Andrew Mwori Kasaya v Kenya Bus Service [2016] KECA 408 (KLR)

Andrew Mwori Kasaya v Kenya Bus Service [2016] KECA 408 (KLR)

IN THE COURT OF APPEAL

AT NYERI

(SITTING IN NAKURU)

(CORAM: WAKI, NAMBUYE & KIAGE, JJA)

CIVIL APPEAL NO. 181 OF 2011

BETWEEN

ANDREW MWORI KASAYA..................................................... APPELLANT

AND

     KENYA BUS SERVICE................................................................ RESPONDENT

(Being an appeal from the Judgment of the High of Kenya at Kericho  (Angawa, J.) Dated 7th December, 2009

in

(H.C.C.A. NO. 22 of 2007)

*******************

JUDGMENT OF THE COURT

The appellant Andrew Mwori Kasaya sued the respondent Kenya Bus Services in the Resident Magistrate’s Court at Molo vide a plaint dated the 15th November, 2005 subsequently amended on the 9th January, 2007. In it, the appellant sought from the respondent special and general damages, costs, interest and any other relief that the court may deem fit to grant.   The reliefs were in respect of injuries allegedly sustained by the appellant in an accident involving M/V registration number KAP 995N Scania Bus in which the appellant was at the material time travelling as a fare paying passenger along the Nakuru – Kericho road at Londiani.   It was the appellant’s averment that the said motor vehicle belonged to the respondent and it was at the material time being driven, controlled and managed by its driver, servant and or agent.  He also contended that the accident was as a result of carelessness, negligence or unskillful driving, mis-controlling and or mismanagement of the said vehicle by the deceased driver of the respondent.

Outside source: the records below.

#[cfg(test)]
mod tests {
    use std::sync::Arc;

    use oroboros_reflect::{RawIdCodec, TypeRegistry};

    use super::*;
    use crate::test_classes::{Chair, Cushion};

    fn runtime() -> CoreObjects {
        let objects = CoreObjects::new(Arc::new(TypeRegistry::new()));
        let permit = objects.mutation_permit();
        objects.register_class::<Chair>(&permit);
        objects.register_class::<Cushion>(&permit);
        objects
    }

    #[test]
    fn test_template_tracks_deltas() {
        let objects = runtime();
        let permit = objects.mutation_permit();
        let class = objects.types().descriptor_of::<Chair>();
        let template = ObjectTemplate::create_from_class(&objects, &permit, class, "Chair", None).unwrap();

        let instance = ObjectTemplate::instance(&objects, template).unwrap();
        let cushion = objects.find_under(instance, "Cushion").unwrap();
        assert!(objects.flags(cushion).unwrap().contains(TEMPLATE_INSTANCE_FLAGS));
        assert_eq!(
            ObjectTemplate::entries(&objects, template).keys().cloned().collect::<Vec<_>>(),
            vec![String::new(), "Cushion".to_owned()]
        );

        let legs = StringId::new("legs");
        objects.modify::<Chair, _>(&permit, instance, |chair| chair.legs = 3);
        assert!(ObjectTemplate::on_field_modified(&objects, &permit, template, instance, legs).unwrap());
        assert!(!ObjectTemplate::on_field_modified(&objects, &permit, template, instance, legs).unwrap());
        assert!(ObjectTemplate::is_field_modified(&objects, template, "", legs));
        assert!(!ObjectTemplate::on_field_modified(
            &objects,
            &permit,
            template,
            instance,
            StringId::new("wheels")
        )
        .unwrap());

        assert!(ObjectTemplate::on_field_reset(&objects, &permit, template, instance, legs).unwrap());
        assert!(!ObjectTemplate::is_field_modified(&objects, template, "", legs));
        assert_eq!(objects.read::<Chair, _>(instance, |chair| chair.legs), Some(0));
    }

    #[test]
    fn test_reset_restores_parent_value() {
        let objects = runtime();
        let permit = objects.mutation_permit();
        let class = objects.types().descriptor_of::<Chair>();
        let base = ObjectTemplate::create_from_class(&objects, &permit, class, "Base", None).unwrap();
        let base_instance = ObjectTemplate::instance(&objects, base).unwrap();
        let base_cushion = objects.find_under(base_instance, "Cushion").unwrap();
        objects.modify::<Cushion, _>(&permit, base_cushion, |cushion| cushion.softness = 0.5);

        let derived = ObjectTemplate::create_from_template(&objects, &permit, base, "Derived", None).unwrap();
        let instance = ObjectTemplate::instance(&objects, derived).unwrap();
        let cushion = objects.find_under(instance, "Cushion").unwrap();
        assert_eq!(objects.read::<Cushion, _>(cushion, |c| c.softness), Some(0.5));
        // The copy's reference points into its own tree.
        assert_eq!(
            objects.read::<Chair, _>(instance, |chair| chair.cushion.get()),
            Some(Some(cushion))
        );

        let softness = StringId::new("softness");
        objects.modify::<Cushion, _>(&permit, cushion, |c| c.softness = 0.9);
        ObjectTemplate::on_field_modified(&objects, &permit, derived, cushion, softness).unwrap();
        assert!(ObjectTemplate::is_field_modified(&objects, derived, "Cushion", softness));

        ObjectTemplate::on_field_reset(&objects, &permit, derived, cushion, softness).unwrap();
        assert_eq!(objects.read::<Cushion, _>(cushion, |c| c.softness), Some(0.5));
    }

    #[test]
    fn test_instantiate_clears_template_flags() {
        let objects = runtime();
        let permit = objects.mutation_permit();
        let class = objects.types().descriptor_of::<Chair>();
        let template = ObjectTemplate::create_from_class(&objects, &permit, class, "Chair", None).unwrap();
        let instance = ObjectTemplate::instance(&objects, template).unwrap();
        objects.modify::<Chair, _>(&permit, instance, |chair| chair.legs = 4);

        let placed = ObjectTemplate::instantiate(&objects, &permit, template, "Placed", None).unwrap();
        let cushion = objects.find("Placed:Cushion").unwrap();
        for object in [placed, cushion] {
            let flags = objects.flags(object).unwrap();
            assert!(flags.contains(ObjectFlags::FROM_TEMPLATE));
            assert!(!flags.intersects(TEMPLATE_INSTANCE_FLAGS));
        }
        assert_eq!(
            objects.read::<Chair, _>(placed, |chair| (chair.legs, chair.cushion.get())),
            Some((4, Some(cushion)))
        );
    }

    #[test]
    fn test_serialize_writes_only_deltas() {
        let objects = runtime();
        let permit = objects.mutation_permit();
        let class = objects.types().descriptor_of::<Chair>();
        let saved = ObjectTemplate::create_from_class(&objects, &permit, class, "Saved", None).unwrap();
        let instance = ObjectTemplate::instance(&objects, saved).unwrap();
        let cushion = objects.find_under(instance, "Cushion").unwrap();
        objects.modify::<Chair, _>(&permit, instance, |chair| chair.legs = 6);
        objects.modify::<Cushion, _>(&permit, cushion, |c| c.softness = 0.25);
        ObjectTemplate::on_field_modified(&objects, &permit, saved, instance, StringId::new("legs")).unwrap();

        let mut ar = ArchiveWriter::new();
        ObjectTemplate::serialize(&objects, saved, &mut ar, &RawIdCodec).unwrap();
        let bytes = ar.finish();

        let loaded = objects.create::<ObjectTemplate>(&permit, "Loaded", None).unwrap();
        let mut reader = ArchiveReader::new(&bytes).unwrap();
        let load = ObjectTemplate::deserialize(
            &objects,
            &permit,
            loaded,
            &mut reader,
            &RawIdCodec,
            &ReadOptions::default(),
        )
        .unwrap();
        assert!(load.dropped_entries.is_empty());
        assert_eq!(reader.remaining(), 0);

        let loaded_instance = load.instance.unwrap();
        assert_eq!(objects.name_of(loaded_instance).as_deref(), Some("Saved"));
        assert_eq!(objects.read::<Chair, _>(loaded_instance, |chair| chair.legs), Some(6));
        // Unrecorded edits are not part of the stream.
        let loaded_cushion = objects.find_under(loaded_instance, "Cushion").unwrap();
        assert_eq!(objects.read::<Cushion, _>(loaded_cushion, |c| c.softness), Some(0.0));
        assert!(ObjectTemplate::is_field_modified(&objects, loaded, "", StringId::new("legs")));
    }

    #[test]
    fn test_copy_from_requires_compatible_templates() {
        let objects = runtime();
        let permit = objects.mutation_permit();
        let chair = objects.types().descriptor_of::<Chair>();
        let cushion = objects.types().descriptor_of::<Cushion>();
        let left = objects.create::<Cushion>(&permit, "Left", None).unwrap();
        let right = objects.create::<Cushion>(&permit, "Right", None).unwrap();
        let a = ObjectTemplate::create_from_class(&objects, &permit, chair, "Seat", Some(left)).unwrap();
        let b = ObjectTemplate::create_from_class(&objects, &permit, chair, "Seat", Some(right)).unwrap();
        let c = ObjectTemplate::create_from_class(&objects, &permit, cushion, "Seat", None).unwrap();
        assert!(!ObjectTemplate::copy_from(&objects, &permit, a, c).unwrap());

        let b_instance = ObjectTemplate::instance(&objects, b).unwrap();
        objects.modify::<Chair, _>(&permit, b_instance, |chair| chair.legs = 7);
        ObjectTemplate::on_field_modified(&objects, &permit, b, b_instance, StringId::new("legs")).unwrap();
        assert!(ObjectTemplate::copy_from(&objects, &permit, a, b).unwrap());

        let a_instance = ObjectTemplate::instance(&objects, a).unwrap();
        assert_eq!(objects.read::<Chair, _>(a_instance, |chair| chair.legs), Some(7));
        assert!(ObjectTemplate::is_field_modified(&objects, a, "", StringId::new("legs")));
        assert_eq!(ObjectTemplate::template_of(&objects, a_instance), Some(a));

        ObjectTemplate::set_template_class(&objects, &permit, c, chair).unwrap();
        let c_instance = ObjectTemplate::instance(&objects, c).unwrap();
        assert!(objects.is_a::<Chair>(c_instance));
        assert!(ObjectTemplate::entries(&objects, c).values().all(BTreeSet::is_empty));
    }
}
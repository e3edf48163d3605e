//! Main-thread mutation capability.

use std::marker::PhantomData;

/// Proof that the caller runs on the thread owning an object runtime.
///
/// Obtained from [`CoreObjects::mutation_permit`](crate::CoreObjects::mutation_permit). The
/// permit is neither `Send` nor `Sync`, so it can never reach another thread; every mutating
/// operation of the runtime takes one.
#[derive(Debug)]
pub struct MutationPermit {
    runtime: u64,
    _not_send: PhantomData<*const ()>,
}

impl MutationPermit {
    pub(crate) const fn new(runtime: u64) -> Self {
        Self {
            runtime,
            _not_send: PhantomData,
        }
    }

    /// Identity of the runtime that issued this permit.
    #[inline]
    pub(crate) const fn runtime(&self) -> u64 {
        self.runtime
    }
}
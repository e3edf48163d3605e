//! # Stable Names
//!
//! Field names, class names, object paths and version tags are all addressed by a 64-bit hash
//! that is identical across runs, so it can be written to disk.

use std::fmt;
use std::hash::Hasher;

use siphasher::sip::SipHasher13;

/// Fixed hashing keys. Changing them invalidates every stored archive.
const NAME_KEY_0: u64 = 0x4f52_4f42_4f52_4f53;
const NAME_KEY_1: u64 = 0x6e61_6d65_2d69_6473;

/// Stable hashed identifier of a string.
///
/// `0` is reserved for [`StringId::INVALID`]; a string hashing to zero is nudged to `1`.
#[derive(Clone, Copy, Debug, Default, PartialEq, Eq, Hash, PartialOrd, Ord)]
#[repr(transparent)]
pub struct StringId(u64);

impl StringId {
    /// The invalid id. Terminates field streams.
    pub const INVALID: Self = Self(0);

    /// Hashes `text` into a stable id.
    #[must_use]
    pub fn new(text: &str) -> Self {
        let mut hasher = SipHasher13::new_with_keys(NAME_KEY_0, NAME_KEY_1);
        hasher.write(text.as_bytes());
        match hasher.finish() {
            0 => Self(1),
            hash => Self(hash),
        }
    }

    /// Rebuilds an id from its raw value (as read from an archive).
    #[inline]
    #[must_use]
    pub const fn from_raw(raw: u64) -> Self {
        Self(raw)
    }

    /// Returns the raw hash value.
    #[inline]
    #[must_use]
    pub const fn raw(self) -> u64 {
        self.0
    }

    /// Checks whether this is the invalid id.
    #[inline]
    #[must_use]
    pub const fn is_valid(self) -> bool {
        self.0 != 0
    }
}

impl From<&str> for StringId {
    fn from(text: &str) -> Self {
        Self::new(text)
    }
}

impl fmt::Display for StringId {
    fn fmt(&self, f: &mut fmt::Formatter<'_>) -> fmt::Result {
        write!(f, "{:#018x}", self.0)
    }
}
//! # Object Helpers
//!
//! Whole-object operations built on the field visitors: copying one object tree onto another,
//! duplicating, and rewriting or searching object references across a tree.
//!
//! ## Reference Rewiring
//!
//! While copying `from` onto `to`, a reference to `from` or one of its subobjects is redirected
//! to the object at the same relative path under `to`. References to anything outside the
//! copied tree are kept as they are.

use std::collections::{HashMap, HashSet};

use oroboros_reflect::{copy_fields, find_refs_in, replace_refs_in, ObjectId};
use tracing::{error, warn};

use super::flags::ObjectFlags;
use super::permit::MutationPermit;
use super::runtime::CoreObjects;
use crate::error::{ObjectsError, ObjectsResult};

/// Which objects of a tree an operation visits.
#[derive(Clone, Copy, Debug, Default, PartialEq, Eq)]
pub enum TraversalMode {
    /// The object and all its subobjects.
    #[default]
    EntireObjectTree,
    /// The object and its direct subobjects.
    ObjectAndChildren,
    /// Only the object.
    OnlyObject,
}

/// Arguments of [`copy_object`].
#[derive(Clone, Copy, Debug)]
pub struct CopyObjectOptions {
    /// Source object.
    pub from: ObjectId,
    /// Destination object. Must have the same class as `from`.
    pub to: ObjectId,
    /// Flags added to destination subobjects that had to be created.
    pub additional_flags: ObjectFlags,
    /// Flags of the source subobjects that are not carried over.
    pub clear_flags: ObjectFlags,
    /// Redirect references into the source tree to the destination tree.
    pub replace_subobject_refs: bool,
    /// Which source subobjects are copied.
    pub mode: TraversalMode,
}

impl CopyObjectOptions {
    /// Deep copy of the whole tree with reference rewiring.
    #[must_use]
    pub const fn new(from: ObjectId, to: ObjectId) -> Self {
        Self {
            from,
            to,
            additional_flags: ObjectFlags::NONE,
            clear_flags: ObjectFlags::NONE,
            replace_subobject_refs: true,
            mode: TraversalMode::EntireObjectTree,
        }
    }
}

/// Arguments of [`duplicate_object`].
#[derive(Clone, Debug, Default)]
pub struct DuplicateOptions {
    /// Outer of the duplicate. Defaults to the source's outer.
    pub outer: Option<ObjectId>,
    /// Name of the duplicate. Defaults to the source's name, suffixed until unique.
    pub name: Option<String>,
    /// Flags added to the duplicate and its subobjects.
    pub additional_flags: ObjectFlags,
    /// Flags of the source that are not carried over.
    pub clear_flags: ObjectFlags,
}

/// A reference found by [`find_object_references`].
#[derive(Clone, Debug, PartialEq, Eq, Hash)]
pub struct ObjectReference {
    /// Object holding the reference.
    pub found_in: ObjectId,
    /// Top-level field holding the reference.
    pub field: &'static str,
    /// Referenced object.
    pub referenced: ObjectId,
}

/// Objects of the tree at `root` visited in `mode`, `root` first.
#[must_use]
pub fn gather_objects(objects: &CoreObjects, root: ObjectId, mode: TraversalMode) -> Vec<ObjectId> {
    if !objects.is_valid(root) {
        return Vec::new();
    }
    let mut gathered = vec![root];
    match mode {
        TraversalMode::EntireObjectTree => gathered.extend(objects.subobjects(root)),
        TraversalMode::ObjectAndChildren => gathered.extend(objects.children(root)),
        TraversalMode::OnlyObject => {}
    }
    gathered
}

/// Redirects references into the tree at `from_root` to the same relative path under
/// `to_root`.
///
/// `known` short-cuts the path lookup for pairs already matched. A reference whose counterpart
/// does not exist is dropped with a warning.
pub(crate) fn remap_into(
    objects: &CoreObjects,
    from_root: ObjectId,
    to_root: ObjectId,
    known: &HashMap<ObjectId, ObjectId>,
    target: Option<ObjectId>,
) -> Option<ObjectId> {
    let target = target?;
    if target == from_root {
        return Some(to_root);
    }
    if let Some(&mapped) = known.get(&target) {
        return Some(mapped);
    }
    if !objects.has_outer(target, from_root) {
        return Some(target);
    }

    let counterpart = objects
        .object_path(target, Some(from_root))
        .and_then(|relative| objects.find_under(to_root, &relative));
    if counterpart.is_none() {
        warn!(
            reference = %target,
            path = %objects.full_path(target).unwrap_or_default(),
            "Reference has no counterpart in the copy, dropped"
        );
    }
    counterpart
}

/// Copies the fields of every `(from, to)` pair with the given reference remap.
fn copy_pair(
    objects: &CoreObjects,
    permit: &MutationPermit,
    from: ObjectId,
    to: ObjectId,
    remap: &dyn Fn(Option<ObjectId>) -> Option<ObjectId>,
) -> ObjectsResult<()> {
    if from == to {
        return Ok(());
    }
    let class = objects.class_of(to).ok_or(ObjectsError::ObjectNotFound(to))?;
    let mut scratch = objects
        .take_value(permit, to)
        .ok_or(ObjectsError::ObjectNotFound(to))?;
    let copied = objects.read_dyn(from, |_, source| {
        copy_fields(objects.types(), class, source, &mut *scratch, &remap);
    });
    objects.restore_value(permit, to, scratch);
    copied.ok_or(ObjectsError::ObjectNotFound(from))
}

/// Copies `from` (and, depending on the mode, its subobjects) onto `to`.
///
/// Destination subobjects are looked up by path and created where missing, taking the source
/// subobject's flags minus `clear_flags` plus `additional_flags`.
///
/// # Errors
///
/// Fails if the two objects have different classes or a destination subobject cannot be
/// created.
pub fn copy_object(
    objects: &CoreObjects,
    permit: &MutationPermit,
    options: &CopyObjectOptions,
) -> ObjectsResult<()> {
    let CopyObjectOptions { from, to, .. } = *options;
    let from_class = objects.class_of(from).ok_or(ObjectsError::ObjectNotFound(from))?;
    let to_class = objects.class_of(to).ok_or(ObjectsError::ObjectNotFound(to))?;
    if from_class != to_class {
        let expected = objects.types().get(from_class).name().to_owned();
        let found = objects.types().get(to_class).name().to_owned();
        error!(%from, %to, expected = %expected, found = %found, "Cannot copy between objects of different classes");
        return Err(ObjectsError::ClassMismatch { expected, found });
    }

    let sources = gather_objects(objects, from, options.mode);
    let mut pairs: HashMap<ObjectId, ObjectId> = HashMap::with_capacity(sources.len());
    pairs.insert(from, to);
    let mut ordered = vec![(from, to)];

    for &source in &sources[1..] {
        // Breadth-first order guarantees the outer was paired first.
        let Some(to_outer) = objects.outer(source).and_then(|outer| pairs.get(&outer).copied()) else {
            continue;
        };
        let record = objects.record(source).ok_or(ObjectsError::ObjectNotFound(source))?;
        let flags = (record.flags - options.clear_flags) | options.additional_flags;
        let target = objects.create_or_get(permit, record.class, &record.name, Some(to_outer), flags)?;
        pairs.insert(source, target);
        ordered.push((source, target));
    }

    let replace = options.replace_subobject_refs;
    let remap = |target: Option<ObjectId>| {
        if replace {
            remap_into(objects, from, to, &pairs, target)
        } else {
            target
        }
    };
    for (source, target) in ordered {
        copy_pair(objects, permit, source, target, &remap)?;
    }
    Ok(())
}

/// Deep-copies the whole tree of `from` onto `to`, rewiring internal references.
///
/// # Errors
///
/// See [`copy_object`].
pub fn deep_copy(
    objects: &CoreObjects,
    permit: &MutationPermit,
    from: ObjectId,
    to: ObjectId,
) -> ObjectsResult<()> {
    copy_object(objects, permit, &CopyObjectOptions::new(from, to))
}

/// Name not yet used under `outer`, starting from `base`.
fn unique_name(objects: &CoreObjects, outer: Option<ObjectId>, base: &str) -> String {
    let taken = |name: &str| match outer {
        Some(outer) => objects.find_under(outer, name).is_some(),
        None => objects.find(name).is_some(),
    };
    if !taken(base) {
        return base.to_owned();
    }
    (1u32..)
        .map(|suffix| format!("{base}_{suffix}"))
        .find(|name| !taken(name))
        .unwrap_or_else(|| base.to_owned())
}

/// Creates a copy of `from` and its whole tree.
///
/// # Errors
///
/// Fails if the duplicate cannot be created or copied into.
pub fn duplicate_object(
    objects: &CoreObjects,
    permit: &MutationPermit,
    from: ObjectId,
    options: &DuplicateOptions,
) -> ObjectsResult<ObjectId> {
    let record = objects.record(from).ok_or(ObjectsError::ObjectNotFound(from))?;
    let outer = options.outer.or_else(|| objects.outer(from));
    let name = match &options.name {
        Some(name) => name.clone(),
        None => unique_name(objects, outer, &record.name),
    };
    let flags = ((record.flags - options.clear_flags) | options.additional_flags)
        - ObjectFlags::ROOT_OBJECT;

    let duplicate = objects.create_object(permit, record.class, &name, outer, flags)?;
    let copied = copy_object(
        objects,
        permit,
        &CopyObjectOptions {
            from,
            to: duplicate,
            additional_flags: options.additional_flags,
            clear_flags: options.clear_flags,
            replace_subobject_refs: true,
            mode: TraversalMode::EntireObjectTree,
        },
    );
    if let Err(error) = copied {
        objects.destroy_object(permit, duplicate);
        return Err(error);
    }
    Ok(duplicate)
}

/// Rewrites references in the tree at `root` through `replacements`. Returns the count.
pub fn replace_object_references(
    objects: &CoreObjects,
    permit: &MutationPermit,
    root: ObjectId,
    replacements: &HashMap<ObjectId, ObjectId>,
    mode: TraversalMode,
) -> usize {
    if replacements.is_empty() {
        return 0;
    }
    gather_objects(objects, root, mode)
        .into_iter()
        .filter_map(|object| {
            objects.modify_dyn(permit, object, |class, value| {
                replace_refs_in(objects.types(), class, value, replacements)
            })
        })
        .sum()
}

/// Lists references in the tree at `root` that point at any of `targets`.
#[must_use]
pub fn find_object_references(
    objects: &CoreObjects,
    root: ObjectId,
    targets: &HashSet<ObjectId>,
    mode: TraversalMode,
) -> Vec<ObjectReference> {
    let mut found = Vec::new();
    for object in gather_objects(objects, root, mode) {
        objects.read_dyn(object, |class, value| {
            found.extend(find_refs_in(objects.types(), class, value, targets).into_iter().map(
                |reference| ObjectReference {
                    found_in: object,
                    field: reference.field,
                    referenced: reference.target,
                },
            ));
        });
    }
    found
}

#[cfg(test)]
mod tests {
    use std::sync::Arc;

    use oroboros_reflect::{ObjPtr, TypeRegistry};

    use super::*;
    use crate::test_classes::{Chair, Cushion};

    fn runtime() -> CoreObjects {
        let objects = CoreObjects::new(Arc::new(TypeRegistry::new()));
        let permit = objects.mutation_permit();
        objects.register_class::<Chair>(&permit);
        objects.register_class::<Cushion>(&permit);
        objects
    }

    #[test]
    fn test_duplicate_rewires_internal_refs() {
        let objects = runtime();
        let permit = objects.mutation_permit();
        let chair = objects.create::<Chair>(&permit, "Chair", None).unwrap();
        objects.modify::<Chair, _>(&permit, chair, |chair| chair.legs = 3);

        let copy = duplicate_object(&objects, &permit, chair, &DuplicateOptions::default()).unwrap();
        assert_eq!(objects.name_of(copy).as_deref(), Some("Chair_1"));

        let copy_cushion = objects.find("Chair_1:Cushion").unwrap();
        let original_cushion = objects.find("Chair:Cushion").unwrap();
        assert_ne!(copy_cushion, original_cushion);
        assert_eq!(
            objects.read::<Chair, _>(copy, |chair| (chair.legs, chair.cushion)),
            Some((3, ObjPtr::new(copy_cushion)))
        );
    }

    #[test]
    fn test_copy_between_classes_fails() {
        let objects = runtime();
        let permit = objects.mutation_permit();
        let chair = objects.create::<Chair>(&permit, "Chair", None).unwrap();
        let cushion = objects.find("Chair:Cushion").unwrap();
        assert!(matches!(
            deep_copy(&objects, &permit, chair, cushion),
            Err(ObjectsError::ClassMismatch { .. })
        ));
    }

    #[test]
    fn test_only_object_mode_keeps_refs_without_counterpart() {
        let objects = runtime();
        let permit = objects.mutation_permit();
        let chair = objects.create::<Chair>(&permit, "Chair", None).unwrap();
        let bare = objects.create::<Cushion>(&permit, "Bare", None).unwrap();
        let other = objects.create::<Chair>(&permit, "Other", None).unwrap();
        let other_cushion = objects.find("Other:Cushion").unwrap();
        objects.destroy_object(&permit, other_cushion);

        // Other has no cushion any more, so the rewired reference is dropped.
        let mut options = CopyObjectOptions::new(chair, other);
        options.mode = TraversalMode::OnlyObject;
        copy_object(&objects, &permit, &options).unwrap();
        assert_eq!(objects.read::<Chair, _>(other, |chair| chair.cushion.get()), Some(None));

        // Without rewiring the reference is copied verbatim.
        options.replace_subobject_refs = false;
        copy_object(&objects, &permit, &options).unwrap();
        let cushion = objects.find("Chair:Cushion");
        assert_eq!(objects.read::<Chair, _>(other, |chair| chair.cushion.get()), Some(cushion));
        assert!(objects.is_valid(bare));
    }

    #[test]
    fn test_replace_and_find_references() {
        let objects = runtime();
        let permit = objects.mutation_permit();
        let chair = objects.create::<Chair>(&permit, "Chair", None).unwrap();
        let cushion = objects.find("Chair:Cushion").unwrap();
        let spare = objects.create::<Cushion>(&permit, "Spare", None).unwrap();

        let found = find_object_references(
            &objects,
            chair,
            &HashSet::from([cushion]),
            TraversalMode::EntireObjectTree,
        );
        assert_eq!(
            found,
            vec![ObjectReference {
                found_in: chair,
                field: "cushion",
                referenced: cushion,
            }]
        );

        let replaced = replace_object_references(
            &objects,
            &permit,
            chair,
            &HashMap::from([(cushion, spare)]),
            TraversalMode::OnlyObject,
        );
        assert_eq!(replaced, 1);
        assert_eq!(objects.read::<Chair, _>(chair, |chair| chair.cushion.get()), Some(Some(spare)));
    }
}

The respondent resisted the appellant’s claim vide a defence dated the 26th June, 2006 and subsequently amended on the 29th January 2007.   In it, the respondent denied any responsibility for the appellant’s claim as laid.   In the alternative, it pleaded that if any accident occurred then the same was wholly and totally occasioned by factors which were completely inevitable and beyond the control and without any negligence being involved on the part of the respondent.   In the further alternative, it was averred that if any accident occurred then the same was occasioned by the carelessness and negligence of the driver of a 3rd party vehicle in respect of which the respondent would enjoin in the proceedings as a 3rd party.  Lastly, the respondent pleaded, that if any accident occurred then the same was an act of God and inevitable in the circumstances owing to elements of weather and natural terrain.   In consequence thereof the respondent prayed for the appellant’s claim to be dismissed with costs. 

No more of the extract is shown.